Could you restate all of the entries, word for word?
□ □ □
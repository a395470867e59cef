//! The index-then-reclaim protocol.
//!
//! An object written to the blob store is first recorded in the index by
//! the [`Indexer`] through a single conditional transaction. The committed
//! row surfaces on the index change feed, where the [`FeedConsumer`] turns
//! it into a commit signal for the [`Deleter`]. The blob is therefore never
//! removed before its row is durable, and every step tolerates duplicate
//! delivery.
//!
//! # Components
//!
//! - [`Indexer`] -- notification in, conditional put-if-absent out
//! - [`Deleter`] -- commit signal in, version-conditional delete plus tombstone
//! - [`FeedConsumer`] -- change feed polling with a resumable checkpoint
//! - [`Pipeline`] -- the three wired together, with a lifecycle [`Journal`]
//! - [`Reconciler`] -- read-only sweep and idempotent re-drive
//!
//! Failures are classified by [`FailureClass`] and stay local to the event
//! that caused them.

pub mod classify;
pub mod config;
pub mod deleter;
pub mod dispatch;
pub mod error;
pub mod feed;
pub mod indexer;
pub mod pipeline;
pub mod reconcile;

pub use classify::{classify_store_error, FailureClass};
pub use config::PipelineConfig;
pub use deleter::{DeleteOutcome, Deleter};
pub use dispatch::run_isolated;
pub use error::{PipelineError, PipelineResult};
pub use feed::{FeedBatch, FeedConsumer};
pub use indexer::{IndexOutcome, Indexer};
pub use pipeline::{IngestSummary, Journal, Pipeline, ReclaimSummary, Violation};
pub use reconcile::{Finding, Reconciler, RedriveReport, SweepReport};
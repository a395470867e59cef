//! Deterministic index key derivation.
//!
//! Keys are pure functions of an [`ObjectReference`]: no randomness, no
//! clock, no process state. Any reader (the indexer, the reconciliation
//! sweep, an operator with the CLI) derives the same `(PK, SK)` for the same
//! object.
//!
//! Layout:
//!
//! - `PK = OBJECT#{bucket}/{key}`, shared by every version of a key
//! - object row `SK = OBJECT#{version}`
//! - tombstone row `SK = TOMBSTONE#{version}`

use std::fmt;

use serde::{Deserialize, Serialize};

use crate::object::ObjectReference;

/// Prefix of the partition key and of object row sort keys.
pub const OBJECT_PREFIX: &str = "OBJECT#";

/// Prefix of tombstone row sort keys.
pub const TOMBSTONE_PREFIX: &str = "TOMBSTONE#";

/// The record type a sort key disambiguates.
#[derive(Clone, Copy, Debug, PartialEq, Eq, Hash, Serialize, Deserialize)]
#[serde(rename_all = "snake_case")]
pub enum RecordKind {
    /// The object has been indexed.
    Object,
    /// The object's blob has been reclaimed.
    Tombstone,
}

impl RecordKind {
    fn prefix(self) -> &'static str {
        match self {
            Self::Object => OBJECT_PREFIX,
            Self::Tombstone => TOMBSTONE_PREFIX,
        }
    }
}

impl fmt::Display for RecordKind {
    fn fmt(&self, f: &mut fmt::Formatter<'_>) -> fmt::Result {
        match self {
            Self::Object => write!(f, "object"),
            Self::Tombstone => write!(f, "tombstone"),
        }
    }
}

/// Two-part primary key of an index row.
#[derive(Clone, Debug, PartialEq, Eq, Hash, PartialOrd, Ord, Serialize, Deserialize)]
pub struct IndexKey {
    #[serde(rename = "PK")]
    pub pk: String,
    #[serde(rename = "SK")]
    pub sk: String,
}

impl IndexKey {
    pub fn new(pk: impl Into<String>, sk: impl Into<String>) -> Self {
        Self {
            pk: pk.into(),
            sk: sk.into(),
        }
    }

    /// Key of the object row for `reference`.
    pub fn for_object(reference: &ObjectReference) -> Self {
        Self::derive(reference, RecordKind::Object)
    }

    /// Key of the tombstone row for `reference`.
    pub fn for_tombstone(reference: &ObjectReference) -> Self {
        Self::derive(reference, RecordKind::Tombstone)
    }

    /// Derive the key of a row of the given kind.
    pub fn derive(reference: &ObjectReference, kind: RecordKind) -> Self {
        Self {
            pk: partition_key(&reference.bucket, &reference.key),
            sk: sort_key(&reference.version, kind),
        }
    }

    /// The record kind encoded in the sort key, if recognised.
    pub fn kind(&self) -> Option<RecordKind> {
        if self.sk.starts_with(TOMBSTONE_PREFIX) {
            Some(RecordKind::Tombstone)
        } else if self.sk.starts_with(OBJECT_PREFIX) {
            Some(RecordKind::Object)
        } else {
            None
        }
    }
}

impl fmt::Display for IndexKey {
    fn fmt(&self, f: &mut fmt::Formatter<'_>) -> fmt::Result {
        write!(f, "({}, {})", self.pk, self.sk)
    }
}

/// Partition key shared by every row of one `bucket/key`.
pub fn partition_key(bucket: &str, key: &str) -> String {
    format!("{OBJECT_PREFIX}{bucket}/{key}")
}

/// Sort key of a row of the given kind for one object version.
pub fn sort_key(version: &str, kind: RecordKind) -> String {
    format!("{}{version}", kind.prefix())
}
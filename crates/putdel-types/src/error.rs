use thiserror::Error;

use crate::state::{ObjectState, Transition};

/// Errors produced by type operations.
#[derive(Debug, Error, Clone, PartialEq, Eq)]
pub enum TypeError {
    /// The notification payload could not be decoded.
    #[error("malformed event payload: {0}")]
    MalformedEvent(String),

    /// A field of an object reference is missing or invalid.
    #[error("invalid object reference: {field}: {reason}")]
    InvalidReference { field: &'static str, reason: String },

    /// A lifecycle transition that would skip a required state.
    #[error("invalid lifecycle transition {transition:?} from {from:?}")]
    InvalidTransition {
        from: ObjectState,
        transition: Transition,
    },
}

impl From<serde_json::Error> for TypeError {
    fn from(err: serde_json::Error) -> Self {
        Self::MalformedEvent(err.to_string())
    }
}
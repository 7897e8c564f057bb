//! # Adapters Module
//!
//! - `memory_ledger`: ledger snapshot in maps, implementing `LedgerReader`

pub mod memory_ledger;

pub use memory_ledger::{InMemoryLedgerReader, LedgerData};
□ □ □
RESPONSE BOX:
repository a395470867e59cef
//! The index-then-reclaim protocol.
//!
//! An object written to the blob store is first recorded in the index by
//! the [`Indexer`] through a single conditional transaction. The committed
//! row surfaces on the index change feed, where the [`FeedConsumer`] turns
//! it into a commit signal for the [`Deleter`]. The blob is therefore never
//! removed before its row is durable, and every step tolerates duplicate
//! delivery.
//!
//! # Components
//!
//! - [`Indexer`] -- notification in, conditional put-if-absent out
//! - [`Deleter`] -- commit signal in, version-conditional delete plus tombstone
//! - [`FeedConsumer`] -- change feed polling with a resumable checkpoint
//! - [`Pipeline`] -- the three wired together, with a lifecycle [`Journal`]
//! - [`Reconciler`] -- read-only sweep and idempotent re-drive
//!
//! Failures are classified by [`FailureClass`] and stay local to the event
//! that caused them.

pub mod classify;
pub mod config;
pub mod deleter;
pub mod dispatch;
pub mod error;
pub mod feed;
pub mod indexer;
pub mod pipeline;
pub mod reconcile;

pub use classify::{classify_store_error, FailureClass};
pub use config::PipelineConfig;
pub use deleter::{DeleteOutcome, Deleter};
pub use dispatch::run_isolated;
pub use error::{PipelineError, PipelineResult};
pub use feed::{FeedBatch, FeedConsumer};
pub use indexer::{IndexOutcome, Indexer};
pub use pipeline::{IngestSummary, Journal, Pipeline, ReclaimSummary, Violation};
pub use reconcile::{Finding, Reconciler, RedriveReport, SweepReport};
repository a395470867e59cef
//! Deterministic index key derivation.
//!
//! Keys are pure functions of an [`ObjectReference`]: no randomness, no
//! clock, no process state. Any reader (the indexer, the reconciliation
//! sweep, an operator with the CLI) derives the same `(PK, SK)` for the same
//! object.
//!
//! Layout:
//!
//! - `PK = OBJECT#{bucket}/{key}`, shared by every version of a key
//! - object row `SK = OBJECT#{version}`
//! - tombstone row `SK = TOMBSTONE#{version}`

use std::fmt;

use serde::{Deserialize, Serialize};

use crate::object::ObjectReference;

/// Prefix of the partition key and of object row sort keys.
pub const OBJECT_PREFIX: &str = "OBJECT#";

/// Prefix of tombstone row sort keys.
pub const TOMBSTONE_PREFIX: &str = "TOMBSTONE#";

/// The record type a sort key disambiguates.
#[derive(Clone, Copy, Debug, PartialEq, Eq, Hash, Serialize, Deserialize)]
#[serde(rename_all = "snake_case")]
pub enum RecordKind {
    /// The object has been indexed.
    Object,
    /// The object's blob has been reclaimed.
    Tombstone,
}

impl RecordKind {
    fn prefix(self) -> &'static str {
        match self {
            Self::Object => OBJECT_PREFIX,
            Self::Tombstone => TOMBSTONE_PREFIX,
        }
    }
}

impl fmt::Display for RecordKind {
    fn fmt(&self, f: &mut fmt::Formatter<'_>) -> fmt::Result {
        match self {
            Self::Object => write!(f, "object"),
            Self::Tombstone => write!(f, "tombstone"),
        }
    }
}

/// Two-part primary key of an index row.
#[derive(Clone, Debug, PartialEq, Eq, Hash, PartialOrd, Ord, Serialize, Deserialize)]
pub struct IndexKey {
    #[serde(rename = "PK")]
    pub pk: String,
    #[serde(rename = "SK")]
    pub sk: String,
}

impl IndexKey {
    pub fn new(pk: impl Into<String>, sk: impl Into<String>) -> Self {
        Self {
            pk: pk.into(),
            sk: sk.into(),
        }
    }

    /// Key of the object row for `reference`.
    pub fn for_object(reference: &ObjectReference) -> Self {
        Self::derive(reference, RecordKind::Object)
    }

    /// Key of the tombstone row for `reference`.
    pub fn for_tombstone(reference: &ObjectReference) -> Self {
        Self::derive(reference, RecordKind::Tombstone)
    }

    /// Derive the key of a row of the given kind.
    pub fn derive(reference: &ObjectReference, kind: RecordKind) -> Self {
        Self {
            pk: partition_key(&reference.bucket, &reference.key),
            sk: sort_key(&reference.version, kind),
        }
    }

    /// The record kind encoded in the sort key, if recognised.
    pub fn kind(&self) -> Option<RecordKind> {
        if self.sk.starts_with(TOMBSTONE_PREFIX) {
            Some(RecordKind::Tombstone)
        } else if self.sk.starts_with(OBJECT_PREFIX) {
            Some(RecordKind::Object)
        } else {
            None
        }
    }
}

impl fmt::Display for IndexKey {
    fn fmt(&self, f: &mut fmt::Formatter<'_>) -> fmt::Result {
        write!(f, "({}, {})", self.pk, self.sk)
    }
}

/// Partition key shared by every row of one `bucket/key`.
pub fn partition_key(bucket: &str, key: &str) -> String {
    format!("{OBJECT_PREFIX}{bucket}/{key}")
}

/// Sort key of a row of the given kind for one object version.
pub fn sort_key(version: &str, kind: RecordKind) -> String {
    format!("{}{version}", kind.prefix())
}
filename crates/putdel-types/src/error.rs
use thiserror::Error;

use crate::state::{ObjectState, Transition};

/// Errors produced by type operations.
#[derive(Debug, Error, Clone, PartialEq, Eq)]
pub enum TypeError {
    /// The notification payload could not be decoded.
    #[error("malformed event payload: {0}")]
    MalformedEvent(String),

    /// A field of an object reference is missing or invalid.
    #[error("invalid object reference: {field}: {reason}")]
    InvalidReference { field: &'static str, reason: String },

    /// A lifecycle transition that would skip a required state.
    #[error("invalid lifecycle transition {transition:?} from {from:?}")]
    InvalidTransition {
        from: ObjectState,
        transition: Transition,
    },
}

impl From<serde_json::Error> for TypeError {
    fn from(err: serde_json::Error) -> Self {
        Self::MalformedEvent(err.to_string())
    }
}
repository 7897e8c564f057bb
//! # Adapters Module
//!
//! - `memory_ledger`: ledger snapshot in maps, implementing `LedgerReader`

pub mod memory_ledger;

pub use memory_ledger::{InMemoryLedgerReader, LedgerData};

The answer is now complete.